[Saved entries]
//! Published WordPress image tag catalog
//!
//! Fetches the list of plain-semver tags from the registry's repository
//! API, newest first, with a JSON file cache so repeated UI requests do
//! not hammer the registry.

use anyhow::Context;
use chrono::{DateTime, Utc};
use serde::{Deserialize, Serialize};
use std::path::PathBuf;
use tracing::{debug, info};

const DEFAULT_REPOSITORY: &str = "library/wordpress";
const PAGE_SIZE: u32 = 100;

#[derive(Debug, Deserialize)]
struct TagPage {
    results: Vec<TagEntry>,
    next: Option<String>,
}

#[derive(Debug, Deserialize)]
struct TagEntry {
    name: String,
}

#[derive(Debug, Serialize, Deserialize)]
struct CachedTags {
    fetched_at: DateTime<Utc>,
    tags: Vec<String>,
}

pub struct TagCatalog {
    repository: String,
    cache_path: PathBuf,
    ttl: chrono::Duration,
}

impl TagCatalog {
    pub fn new(cache_path: impl Into<PathBuf>) -> Self {
        Self {
            repository: DEFAULT_REPOSITORY.to_string(),
            cache_path: cache_path.into(),
            ttl: chrono::Duration::hours(1),
        }
    }

    pub fn with_repository(mut self, repository: impl Into<String>) -> Self {
        self.repository = repository.into();
        self
    }

    /// Semver image tags, newest first. Served from the file cache while
    /// fresh; refetched (and re-cached) once stale.
    pub async fn tags(&self) -> anyhow::Result<Vec<String>> {
        if let Some(cached) = self.load_cache() {
            debug!(count = cached.len(), "Serving tags from cache");
            return Ok(cached);
        }

        let tags = self.fetch_all().await?;
        self.store_cache(&tags);
        Ok(tags)
    }

    fn load_cache(&self) -> Option<Vec<String>> {
        let content = std::fs::read_to_string(&self.cache_path).ok()?;
        let cached: CachedTags = serde_json::from_str(&content).ok()?;
        if Utc::now() - cached.fetched_at > self.ttl {
            return None;
        }
        Some(cached.tags)
    }

    fn store_cache(&self, tags: &[String]) {
        let cached = CachedTags {
            fetched_at: Utc::now(),
            tags: tags.to_vec(),
        };
        if let Ok(content) = serde_json::to_string_pretty(&cached) {
            // A failed cache write only costs a refetch next time
            let _ = std::fs::write(&self.cache_path, content);
        }
    }

    async fn fetch_all(&self) -> anyhow::Result<Vec<String>> {
        let client = reqwest::Client::new();
        let mut url = format!(
            "https://registry.hub.docker.com/v2/repositories/{}/tags?page_size={}",
            self.repository, PAGE_SIZE
        );
        let mut tags = Vec::new();

        loop {
            let page: TagPage = client
                .get(&url)
                .send()
                .await
                .context("registry request failed")?
                .error_for_status()
                .context("registry returned an error status")?
                .json()
                .await
                .context("invalid registry response")?;

            tags.extend(
                page.results
                    .into_iter()
                    .map(|entry| entry.name)
                    .filter(|name| semver_triple(name).is_some()),
            );

            match page.next {
                Some(next) => url = next,
                None => break,
            }
        }

        tags.sort_by(|a, b| semver_triple(b).cmp(&semver_triple(a)));
        info!(
            repository = %self.repository,
            count = tags.len(),
            "Fetched image tag catalog"
        );
        Ok(tags)
    }
}

/// Parse `X.Y.Z` into a sortable triple; anything else is filtered out
fn semver_triple(tag: &str) -> Option<(u64, u64, u64)> {
    let mut parts = tag.split('.');
    let major = parts.next()?.parse().ok()?;
    let minor = parts.next()?.parse().ok()?;
    let patch = parts.next()?.parse().ok()?;
    if parts.next().is_some() {
        return None;
    }
    Some((major, minor, patch))
}

#[cfg(test)]
mod tests {
    use super::*;

    #[test]
    fn test_semver_triple_filters_tags() {
        assert_eq!(semver_triple("6.4.0"), Some((6, 4, 0)));
        assert_eq!(semver_triple("6.4"), None);
        assert_eq!(semver_triple("latest"), None);
        assert_eq!(semver_triple("6.4.0-php8.2"), None);
        assert_eq!(semver_triple("6.4.0.1"), None);
    }

    #[test]
    fn test_semver_ordering_newest_first() {
        let mut tags = vec!["6.3.2".to_string(), "6.10.0".to_string(), "6.4.0".to_string()];
        tags.sort_by(|a, b| semver_triple(b).cmp(&semver_triple(a)));
        assert_eq!(tags, vec!["6.10.0", "6.4.0", "6.3.2"]);
    }

    #[test]
    fn test_cache_round_trip_and_expiry() {
        let dir = tempfile::tempdir().unwrap();
        let path = dir.path().join("tags.json");
        let catalog = TagCatalog::new(&path);

        catalog.store_cache(&["6.4.0".to_string()]);
        assert_eq!(catalog.load_cache(), Some(vec!["6.4.0".to_string()]));

        // Backdate the cache beyond the TTL
        let stale = CachedTags {
            fetched_at: Utc::now() - chrono::Duration::hours(2),
            tags: vec!["6.4.0".to_string()],
        };
        std::fs::write(&path, serde_json::to_string(&stale).unwrap()).unwrap();
        assert_eq!(catalog.load_cache(), None);
    }
}
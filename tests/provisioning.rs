//! Integration tests for the provisioning pipeline surface
//!
//! Everything here exercises the engine-free parts: identifier
//! derivation, allocation, route generation, spec assembly and the
//! bootstrap plan. Engine-backed behavior is covered by the per-module
//! unit tests against constructed listing entries.

use spawnpress::allocator::{next_port, table_prefix, used_ports, LABEL_HOST_PORT};
use spawnpress::bootstrap::{plan, BootstrapParams, BootstrapStep};
use spawnpress::config::Config;
use spawnpress::naming;
use spawnpress::provisioner::{assemble_site_spec, CreateSiteRequest};
use spawnpress::routes::route_labels;
use spawnpress::site::{Site, LABEL_MULTI_TENANT, LABEL_SITE_NAME, LABEL_TABLE_PREFIX};

use bollard::models::ContainerSummary;
use std::collections::HashMap;

fn site_summary(name: &str, port: u16) -> ContainerSummary {
    let mut labels = HashMap::new();
    labels.insert(LABEL_SITE_NAME.to_string(), name.to_string());
    labels.insert(LABEL_TABLE_PREFIX.to_string(), format!("abcdef_{port}"));
    labels.insert(LABEL_HOST_PORT.to_string(), port.to_string());
    labels.insert(LABEL_MULTI_TENANT.to_string(), "false".to_string());
    let names = naming::derive("spawnpress-site-", name).unwrap();
    ContainerSummary {
        id: Some(format!("id-{name}")),
        names: Some(vec![format!("/{}", names.container)]),
        image: Some("wordpress:6.4.0".to_string()),
        labels: Some(labels),
        created: Some(1_700_000_000),
        ..Default::default()
    }
}

#[test]
fn create_demo_site_derives_expected_identifiers() {
    let config = Config::default();
    let names = naming::derive(&config.sites.container_prefix, "demo").unwrap();

    // container name is prefix + base64url(sanitize("demo")), unpadded
    assert_eq!(names.container, "spawnpress-site-ZGVtbw");

    // first site gets the base port
    let port = next_port(&[], config.sites.base_port);
    assert_eq!(port, 10000);

    // table prefix is six lowercase letters, an underscore, the port
    let prefix = table_prefix(port);
    let (nonce, suffix) = prefix.split_once('_').unwrap();
    assert_eq!(nonce.len(), 6);
    assert!(nonce.chars().all(|c| c.is_ascii_lowercase()));
    assert_eq!(suffix, "10000");
}

#[test]
fn demo_site_urls() {
    let summary = site_summary("demo", 10000);
    let site = Site::from_container("spawnpress-site-", &summary).unwrap();
    assert_eq!(site.url("localhost"), "https://demo.localhost");
    assert!(site.admin_url("localhost").ends_with("/wp-login.php"));
    assert_eq!(site.management_url(), "http://localhost:10000");
}

#[test]
fn allocation_over_existing_fleet_skips_gaps() {
    let containers = vec![
        site_summary("alpha", 10000),
        site_summary("beta", 10001),
        site_summary("gamma", 10003),
    ];
    let port = next_port(&used_ports(&containers), 10000);
    assert_eq!(port, 10004);
}

#[test]
fn sequential_allocation_yields_strictly_increasing_unique_ports() {
    // Serialized scan-then-decide: each allocation sees the previous
    // container in the listing, so ports never collide.
    let mut containers: Vec<ContainerSummary> = Vec::new();
    let mut allocated = Vec::new();
    for i in 0..8 {
        let port = next_port(&used_ports(&containers), 10000);
        allocated.push(port);
        containers.push(site_summary(&format!("site{i}"), port));
    }
    let mut deduped = allocated.clone();
    deduped.dedup();
    assert_eq!(deduped, allocated);
    assert!(allocated.windows(2).all(|w| w[0] < w[1]));
    assert_eq!(allocated[0], 10000);
    assert_eq!(allocated[7], 10007);
}

#[test]
fn names_differing_only_in_disallowed_characters_collapse() {
    let a = naming::derive("wp-", "My Site!").unwrap();
    let b = naming::derive("wp-", "MySite").unwrap();
    assert_eq!(a.container, b.container);
}

#[test]
fn route_labels_regenerate_identically() {
    let config = Config::default();
    let a = route_labels(&config.domains, "demo", 80);
    let b = route_labels(&config.domains, "demo", 80);
    assert_eq!(a, b);
}

#[test]
fn multisite_conversion_runs_exactly_once_after_install() {
    let params = BootstrapParams {
        db_host: "spawnpress-db".into(),
        db_name: "spawnpress-site-ZGVtbw".into(),
        db_user: "root".into(),
        db_password: "password".into(),
        table_prefix: "abcdef_10000".into(),
        site_url: "https://demo.localhost".into(),
        site_title: "Your Site Title".into(),
        admin_user: "admin".into(),
        admin_password: "password".into(),
        admin_email: "admin@example.org".into(),
        host_port: 10000,
        multi_tenant: true,
    };
    let steps: Vec<BootstrapStep> = plan(&params).iter().map(|(step, _)| *step).collect();

    let install = steps
        .iter()
        .position(|s| *s == BootstrapStep::Installing)
        .unwrap();
    let convert = steps
        .iter()
        .position(|s| *s == BootstrapStep::Converting)
        .unwrap();
    assert!(convert > install);
    assert_eq!(
        steps
            .iter()
            .filter(|s| **s == BootstrapStep::Converting)
            .count(),
        1
    );

    // Single-tenant sites never convert
    let single = BootstrapParams {
        multi_tenant: false,
        ..params
    };
    assert!(plan(&single)
        .iter()
        .all(|(step, _)| *step != BootstrapStep::Converting));
}

#[test]
fn assembled_spec_round_trips_through_listing() {
    // A spec assembled for a create must rehydrate into the same site
    // from the listing the engine would return for it.
    let config = Config::default();
    let request = CreateSiteRequest {
        name: "demo".into(),
        version: "6.4.0".into(),
        multi_tenant: true,
        extra_volumes: Vec::new(),
    };
    let names = naming::derive(&config.sites.container_prefix, &request.name).unwrap();
    let spec = assemble_site_spec(&config, &names, "wordpress:6.4.0", 10000, "abcdef_10000", &request);

    let summary = ContainerSummary {
        id: Some("deadbeef".to_string()),
        names: Some(vec![format!("/{}", spec.name)]),
        image: Some(spec.image.clone()),
        labels: Some(spec.labels.clone()),
        created: Some(1_700_000_000),
        ..Default::default()
    };
    let site = Site::from_container(&config.sites.container_prefix, &summary).unwrap();
    assert_eq!(site.name, "demo");
    assert_eq!(site.version, "6.4.0");
    assert_eq!(site.host_port, 10000);
    assert_eq!(site.table_prefix, "abcdef_10000");
    assert!(site.multi_tenant);
}
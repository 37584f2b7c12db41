//! Deterministic derivation of site identifiers and container names
//!
//! The container name embeds a reversible encoding of the display name, so
//! "does this site exist" is a single name lookup against the engine rather
//! than a scan of labels.

use crate::error::{Error, Result};
use base64::engine::general_purpose::URL_SAFE_NO_PAD;
use base64::Engine as _;

/// Identifiers derived from a raw, user-supplied site name
#[derive(Debug, Clone, PartialEq, Eq)]
pub struct SiteNames {
    /// Sanitized display name (letters, digits, hyphen)
    pub display: String,
    /// URL-safe, unpadded encoding of the display name
    pub site_id: String,
    /// Full container name: prefix + site id
    pub container: String,
}

/// Strip everything outside `[A-Za-z0-9-]`
pub fn sanitize(raw: &str) -> String {
    raw.chars()
        .filter(|c| c.is_ascii_alphanumeric() || *c == '-')
        .collect()
}

/// Derive all identifiers for a site. Fails if nothing survives sanitization.
pub fn derive(prefix: &str, raw: &str) -> Result<SiteNames> {
    let display = sanitize(raw);
    if display.is_empty() {
        return Err(Error::InvalidName(raw.to_string()));
    }
    let site_id = URL_SAFE_NO_PAD.encode(display.as_bytes());
    let container = format!("{prefix}{site_id}");
    Ok(SiteNames {
        display,
        site_id,
        container,
    })
}

/// Recover the display name from an encoded site id
pub fn decode_site_id(site_id: &str) -> Option<String> {
    let bytes = URL_SAFE_NO_PAD.decode(site_id).ok()?;
    String::from_utf8(bytes).ok()
}

/// Recover the display name from a full container name
pub fn display_name_of(prefix: &str, container: &str) -> Option<String> {
    decode_site_id(container.strip_prefix(prefix)?)
}

#[cfg(test)]
mod tests {
    use super::*;

    #[test]
    fn test_sanitize_strips_disallowed() {
        assert_eq!(sanitize("My Site!"), "MySite");
        assert_eq!(sanitize("My-Site"), "My-Site");
        assert_eq!(sanitize("demo_01"), "demo01");
        assert_eq!(sanitize("!!!"), "");
    }

    #[test]
    fn test_derive_is_deterministic() {
        let a = derive("wp-", "demo").unwrap();
        let b = derive("wp-", "demo").unwrap();
        assert_eq!(a, b);
        assert_eq!(a.container, format!("wp-{}", a.site_id));
    }

    #[test]
    fn test_derive_matches_known_encoding() {
        // base64url("demo") with padding stripped
        let names = derive("wp-", "demo").unwrap();
        assert_eq!(names.site_id, "ZGVtbw");
        assert_eq!(names.container, "wp-ZGVtbw");
    }

    #[test]
    fn test_empty_after_sanitize_is_rejected() {
        assert!(matches!(derive("wp-", "!! !!"), Err(Error::InvalidName(_))));
        assert!(matches!(derive("wp-", ""), Err(Error::InvalidName(_))));
    }

    #[test]
    fn test_site_id_round_trips() {
        let names = derive("wp-", "My-Site").unwrap();
        assert_eq!(decode_site_id(&names.site_id).as_deref(), Some("My-Site"));
        assert_eq!(
            display_name_of("wp-", &names.container).as_deref(),
            Some("My-Site")
        );
    }

    #[test]
    fn test_display_name_of_foreign_container() {
        assert_eq!(display_name_of("wp-", "traefik"), None);
    }
}
//! Application-level readiness probing
//!
//! Engine-level readiness ("container reports running") lives on
//! `DockerManager::wait_running`; this module covers the HTTP flavor:
//! probe the site's public URL until it answers with anything below 500.
//! Timing out is an expected outcome, reported as `false`.

use std::time::{Duration, Instant};
use tracing::{debug, warn};

/// Per-probe request timeout, so one hung connect cannot consume the
/// whole deadline
const PROBE_TIMEOUT: Duration = Duration::from_secs(2);

/// Poll `url` with HEAD requests until it looks ready or the deadline
/// passes. Local cert resolvers produce certificates the probe cannot
/// verify, so verification is disabled. Connection errors are retried.
pub async fn wait_for_site(url: &str, timeout: Duration, interval: Duration) -> bool {
    let client = match reqwest::Client::builder()
        .danger_accept_invalid_certs(true)
        .timeout(PROBE_TIMEOUT)
        .build()
    {
        Ok(client) => client,
        Err(e) => {
            warn!(error = %e, "Failed to build readiness probe client");
            return false;
        }
    };

    let deadline = Instant::now() + timeout;
    loop {
        match client.head(url).send().await {
            Ok(response) if response.status().as_u16() < 500 => {
                debug!(url, status = %response.status(), "Site is ready");
                return true;
            }
            Ok(response) => {
                debug!(url, status = %response.status(), "Site not ready yet");
            }
            Err(e) => {
                debug!(url, error = %e, "Probe failed; retrying");
            }
        }
        if Instant::now() + interval > deadline {
            return false;
        }
        tokio::time::sleep(interval).await;
    }
}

▶ [What you need to do]: Set down, exactly as they stand above, the lines starting with the line with "to build readiness" and going on through the line with "Ok(response) if response.status().as_u16()", and no others.

▶ [Response to this task]:
            warn!(error = %e, "Failed to build readiness probe client");
            return false;
        }
    };

    let deadline = Instant::now() + timeout;
    loop {
        match client.head(url).send().await {
            Ok(response) if response.status().as_u16() < 500 => {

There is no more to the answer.